• REQUIRED WORK: Give back, word for word, the lines in the listing below from the one holding "pub struct PublishedInterfaceBuilder;" down to the one holding "let package = node.package(Aspect::Interface).to_string();", both ends included.

*** Block opens ***

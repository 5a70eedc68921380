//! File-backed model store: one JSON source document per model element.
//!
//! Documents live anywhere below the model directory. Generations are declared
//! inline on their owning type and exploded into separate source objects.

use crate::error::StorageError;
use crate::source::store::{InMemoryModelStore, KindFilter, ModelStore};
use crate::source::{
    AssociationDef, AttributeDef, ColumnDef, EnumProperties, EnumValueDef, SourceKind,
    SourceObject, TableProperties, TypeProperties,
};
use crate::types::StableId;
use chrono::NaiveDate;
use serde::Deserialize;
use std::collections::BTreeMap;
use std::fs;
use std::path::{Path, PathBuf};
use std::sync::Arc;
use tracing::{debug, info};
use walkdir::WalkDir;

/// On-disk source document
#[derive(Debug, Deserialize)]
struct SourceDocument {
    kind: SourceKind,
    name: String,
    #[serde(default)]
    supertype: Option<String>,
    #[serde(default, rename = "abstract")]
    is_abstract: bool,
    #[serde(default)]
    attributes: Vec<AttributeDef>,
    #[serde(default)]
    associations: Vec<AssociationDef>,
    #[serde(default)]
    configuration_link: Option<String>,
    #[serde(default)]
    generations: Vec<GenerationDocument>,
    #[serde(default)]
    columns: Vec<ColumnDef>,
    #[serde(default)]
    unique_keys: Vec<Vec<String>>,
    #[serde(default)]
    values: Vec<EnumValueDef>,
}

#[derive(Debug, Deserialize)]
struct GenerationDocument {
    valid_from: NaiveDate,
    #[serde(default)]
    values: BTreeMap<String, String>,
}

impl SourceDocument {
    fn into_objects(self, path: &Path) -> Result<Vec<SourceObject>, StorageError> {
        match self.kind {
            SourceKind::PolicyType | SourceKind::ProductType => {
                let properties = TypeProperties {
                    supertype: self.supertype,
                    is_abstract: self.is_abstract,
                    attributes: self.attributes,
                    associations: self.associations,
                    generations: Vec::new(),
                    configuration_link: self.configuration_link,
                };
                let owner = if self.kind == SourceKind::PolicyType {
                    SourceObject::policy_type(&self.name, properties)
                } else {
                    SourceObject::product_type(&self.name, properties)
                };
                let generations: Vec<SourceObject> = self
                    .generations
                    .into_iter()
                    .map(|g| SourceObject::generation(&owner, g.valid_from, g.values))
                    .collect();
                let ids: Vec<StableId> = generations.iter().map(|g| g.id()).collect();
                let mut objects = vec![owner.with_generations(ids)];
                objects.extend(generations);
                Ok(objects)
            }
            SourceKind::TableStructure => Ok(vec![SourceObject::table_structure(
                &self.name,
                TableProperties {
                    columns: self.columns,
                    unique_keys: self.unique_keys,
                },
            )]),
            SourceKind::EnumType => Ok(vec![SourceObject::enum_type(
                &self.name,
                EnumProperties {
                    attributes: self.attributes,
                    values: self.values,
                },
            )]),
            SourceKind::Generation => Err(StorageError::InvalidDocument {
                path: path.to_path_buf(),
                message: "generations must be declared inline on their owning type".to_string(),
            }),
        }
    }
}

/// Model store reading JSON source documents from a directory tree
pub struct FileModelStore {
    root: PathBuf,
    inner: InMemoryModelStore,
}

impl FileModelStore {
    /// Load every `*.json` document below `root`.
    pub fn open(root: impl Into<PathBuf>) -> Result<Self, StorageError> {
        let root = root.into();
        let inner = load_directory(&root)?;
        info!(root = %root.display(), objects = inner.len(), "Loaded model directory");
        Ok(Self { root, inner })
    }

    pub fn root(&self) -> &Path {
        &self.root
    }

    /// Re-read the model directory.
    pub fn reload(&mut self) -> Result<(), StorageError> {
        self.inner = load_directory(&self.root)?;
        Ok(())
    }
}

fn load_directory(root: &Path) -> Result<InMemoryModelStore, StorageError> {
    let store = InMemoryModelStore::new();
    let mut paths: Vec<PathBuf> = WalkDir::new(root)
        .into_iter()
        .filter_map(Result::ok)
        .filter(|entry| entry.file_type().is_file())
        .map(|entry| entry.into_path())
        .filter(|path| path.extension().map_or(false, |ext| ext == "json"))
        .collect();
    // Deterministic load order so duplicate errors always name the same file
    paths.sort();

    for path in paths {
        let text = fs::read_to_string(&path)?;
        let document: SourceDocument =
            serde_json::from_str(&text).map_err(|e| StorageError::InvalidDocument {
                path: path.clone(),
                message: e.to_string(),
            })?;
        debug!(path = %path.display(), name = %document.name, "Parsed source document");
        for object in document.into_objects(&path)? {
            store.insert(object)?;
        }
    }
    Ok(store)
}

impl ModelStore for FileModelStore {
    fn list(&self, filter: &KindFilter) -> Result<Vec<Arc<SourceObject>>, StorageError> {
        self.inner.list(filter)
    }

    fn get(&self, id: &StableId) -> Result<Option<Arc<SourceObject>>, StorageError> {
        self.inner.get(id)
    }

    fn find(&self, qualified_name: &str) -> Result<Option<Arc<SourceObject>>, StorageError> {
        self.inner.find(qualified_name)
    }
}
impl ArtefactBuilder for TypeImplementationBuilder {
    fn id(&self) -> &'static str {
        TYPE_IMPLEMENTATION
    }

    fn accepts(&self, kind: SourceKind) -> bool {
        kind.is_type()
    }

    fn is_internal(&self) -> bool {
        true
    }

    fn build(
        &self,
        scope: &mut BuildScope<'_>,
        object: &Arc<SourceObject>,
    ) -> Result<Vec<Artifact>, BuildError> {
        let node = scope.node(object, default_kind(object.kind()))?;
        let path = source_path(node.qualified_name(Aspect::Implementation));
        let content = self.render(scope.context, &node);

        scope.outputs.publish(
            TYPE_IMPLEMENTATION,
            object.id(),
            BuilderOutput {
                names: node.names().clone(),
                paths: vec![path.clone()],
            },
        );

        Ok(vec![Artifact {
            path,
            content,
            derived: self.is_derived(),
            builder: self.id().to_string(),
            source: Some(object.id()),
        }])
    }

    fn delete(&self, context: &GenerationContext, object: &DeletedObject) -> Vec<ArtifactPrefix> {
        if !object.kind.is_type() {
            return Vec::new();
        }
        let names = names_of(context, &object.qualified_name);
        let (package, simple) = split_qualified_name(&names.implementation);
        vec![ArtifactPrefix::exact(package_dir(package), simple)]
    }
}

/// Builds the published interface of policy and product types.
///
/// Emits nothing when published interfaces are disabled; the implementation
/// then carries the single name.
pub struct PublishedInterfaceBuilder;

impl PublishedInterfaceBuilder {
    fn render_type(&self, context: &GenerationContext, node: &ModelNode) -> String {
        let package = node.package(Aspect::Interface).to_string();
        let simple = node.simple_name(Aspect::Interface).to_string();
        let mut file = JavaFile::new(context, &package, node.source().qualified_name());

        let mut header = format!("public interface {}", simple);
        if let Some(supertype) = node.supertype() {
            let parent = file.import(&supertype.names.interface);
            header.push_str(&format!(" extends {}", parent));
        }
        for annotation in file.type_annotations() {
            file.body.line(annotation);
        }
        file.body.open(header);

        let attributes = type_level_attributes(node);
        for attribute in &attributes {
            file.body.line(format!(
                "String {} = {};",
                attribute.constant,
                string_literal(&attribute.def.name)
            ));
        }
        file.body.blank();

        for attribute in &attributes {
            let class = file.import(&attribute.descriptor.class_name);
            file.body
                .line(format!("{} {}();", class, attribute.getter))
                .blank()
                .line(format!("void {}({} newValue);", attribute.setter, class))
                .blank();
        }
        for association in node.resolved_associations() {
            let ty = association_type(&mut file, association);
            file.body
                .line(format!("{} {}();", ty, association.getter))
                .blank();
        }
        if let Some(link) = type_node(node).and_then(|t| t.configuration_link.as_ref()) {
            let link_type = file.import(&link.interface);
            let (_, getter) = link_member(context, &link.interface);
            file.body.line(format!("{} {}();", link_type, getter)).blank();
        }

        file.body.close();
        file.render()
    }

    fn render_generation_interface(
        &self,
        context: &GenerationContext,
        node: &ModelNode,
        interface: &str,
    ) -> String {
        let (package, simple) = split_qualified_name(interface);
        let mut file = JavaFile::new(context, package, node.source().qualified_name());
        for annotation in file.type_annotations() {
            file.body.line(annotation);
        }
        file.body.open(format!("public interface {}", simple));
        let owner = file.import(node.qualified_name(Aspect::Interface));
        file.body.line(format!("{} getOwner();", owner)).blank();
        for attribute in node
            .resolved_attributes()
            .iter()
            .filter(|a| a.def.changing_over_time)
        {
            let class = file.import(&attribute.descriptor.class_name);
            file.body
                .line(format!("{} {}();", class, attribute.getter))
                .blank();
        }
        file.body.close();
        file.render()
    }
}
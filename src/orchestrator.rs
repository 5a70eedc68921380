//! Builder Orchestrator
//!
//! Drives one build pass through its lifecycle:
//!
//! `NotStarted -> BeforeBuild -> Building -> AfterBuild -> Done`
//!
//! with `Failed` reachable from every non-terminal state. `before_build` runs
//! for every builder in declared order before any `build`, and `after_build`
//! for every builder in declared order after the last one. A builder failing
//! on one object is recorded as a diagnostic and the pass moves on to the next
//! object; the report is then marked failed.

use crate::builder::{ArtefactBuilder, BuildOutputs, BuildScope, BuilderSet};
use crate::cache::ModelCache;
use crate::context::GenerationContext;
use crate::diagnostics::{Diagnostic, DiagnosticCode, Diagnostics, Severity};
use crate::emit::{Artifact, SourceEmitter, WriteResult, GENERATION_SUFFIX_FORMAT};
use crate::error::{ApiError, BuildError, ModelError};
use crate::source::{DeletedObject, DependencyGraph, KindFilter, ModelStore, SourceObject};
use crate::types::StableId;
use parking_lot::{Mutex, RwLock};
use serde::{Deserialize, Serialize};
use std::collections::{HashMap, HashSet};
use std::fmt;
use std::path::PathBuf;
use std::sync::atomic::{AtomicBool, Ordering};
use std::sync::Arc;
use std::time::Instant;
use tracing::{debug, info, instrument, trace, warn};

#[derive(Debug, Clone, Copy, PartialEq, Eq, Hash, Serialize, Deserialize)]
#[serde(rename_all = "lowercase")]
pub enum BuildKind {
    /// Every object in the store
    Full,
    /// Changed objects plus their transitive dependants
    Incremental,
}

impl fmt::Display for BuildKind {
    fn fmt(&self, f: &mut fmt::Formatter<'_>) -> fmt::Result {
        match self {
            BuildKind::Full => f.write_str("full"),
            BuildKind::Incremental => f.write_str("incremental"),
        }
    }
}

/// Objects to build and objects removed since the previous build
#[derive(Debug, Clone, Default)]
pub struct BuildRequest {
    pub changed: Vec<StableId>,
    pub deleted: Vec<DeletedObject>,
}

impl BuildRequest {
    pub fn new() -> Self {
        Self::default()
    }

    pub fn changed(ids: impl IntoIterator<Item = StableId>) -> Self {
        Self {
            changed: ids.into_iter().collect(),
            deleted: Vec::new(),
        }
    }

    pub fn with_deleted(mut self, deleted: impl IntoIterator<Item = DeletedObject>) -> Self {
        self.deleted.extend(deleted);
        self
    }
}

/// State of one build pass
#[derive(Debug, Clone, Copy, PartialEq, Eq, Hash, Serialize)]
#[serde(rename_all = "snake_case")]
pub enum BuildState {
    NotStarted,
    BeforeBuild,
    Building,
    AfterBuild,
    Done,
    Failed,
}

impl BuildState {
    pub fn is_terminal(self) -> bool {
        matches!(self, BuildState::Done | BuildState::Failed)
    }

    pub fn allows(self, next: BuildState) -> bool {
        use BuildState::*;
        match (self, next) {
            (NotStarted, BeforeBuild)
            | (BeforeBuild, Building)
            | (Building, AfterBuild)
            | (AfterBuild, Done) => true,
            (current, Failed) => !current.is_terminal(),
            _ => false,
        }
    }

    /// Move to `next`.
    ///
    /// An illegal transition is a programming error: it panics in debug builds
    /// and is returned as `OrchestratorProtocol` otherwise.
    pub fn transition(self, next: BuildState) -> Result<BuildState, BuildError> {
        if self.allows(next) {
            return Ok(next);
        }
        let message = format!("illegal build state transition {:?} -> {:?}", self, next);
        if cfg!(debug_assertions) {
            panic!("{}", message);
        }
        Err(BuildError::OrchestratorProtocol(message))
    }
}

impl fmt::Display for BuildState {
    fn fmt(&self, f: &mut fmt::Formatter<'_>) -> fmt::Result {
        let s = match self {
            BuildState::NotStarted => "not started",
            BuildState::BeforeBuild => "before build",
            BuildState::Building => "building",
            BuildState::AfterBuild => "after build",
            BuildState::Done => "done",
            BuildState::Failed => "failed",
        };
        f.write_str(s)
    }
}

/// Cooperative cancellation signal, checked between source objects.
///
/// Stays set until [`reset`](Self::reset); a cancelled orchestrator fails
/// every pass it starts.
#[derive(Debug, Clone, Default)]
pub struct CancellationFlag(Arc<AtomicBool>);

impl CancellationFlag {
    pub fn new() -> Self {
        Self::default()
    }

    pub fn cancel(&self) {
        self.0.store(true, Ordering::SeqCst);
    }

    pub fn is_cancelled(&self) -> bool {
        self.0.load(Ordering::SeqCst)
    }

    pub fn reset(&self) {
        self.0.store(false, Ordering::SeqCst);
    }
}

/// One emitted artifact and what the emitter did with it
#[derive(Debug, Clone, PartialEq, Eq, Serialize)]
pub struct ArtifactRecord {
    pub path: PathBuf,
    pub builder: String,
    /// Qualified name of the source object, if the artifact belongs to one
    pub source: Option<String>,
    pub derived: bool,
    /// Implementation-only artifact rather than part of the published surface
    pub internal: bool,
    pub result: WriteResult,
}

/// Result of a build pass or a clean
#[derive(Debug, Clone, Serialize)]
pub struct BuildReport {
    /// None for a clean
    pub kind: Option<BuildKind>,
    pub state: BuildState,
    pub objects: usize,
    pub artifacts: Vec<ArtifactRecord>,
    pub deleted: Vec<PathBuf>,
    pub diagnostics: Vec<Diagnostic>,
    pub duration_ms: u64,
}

*** Block closes ***

• YOUR SOLUTION:
pub struct PublishedInterfaceBuilder;

impl PublishedInterfaceBuilder {
    fn render_type(&self, context: &GenerationContext, node: &ModelNode) -> String {
        let package = node.package(Aspect::Interface).to_string();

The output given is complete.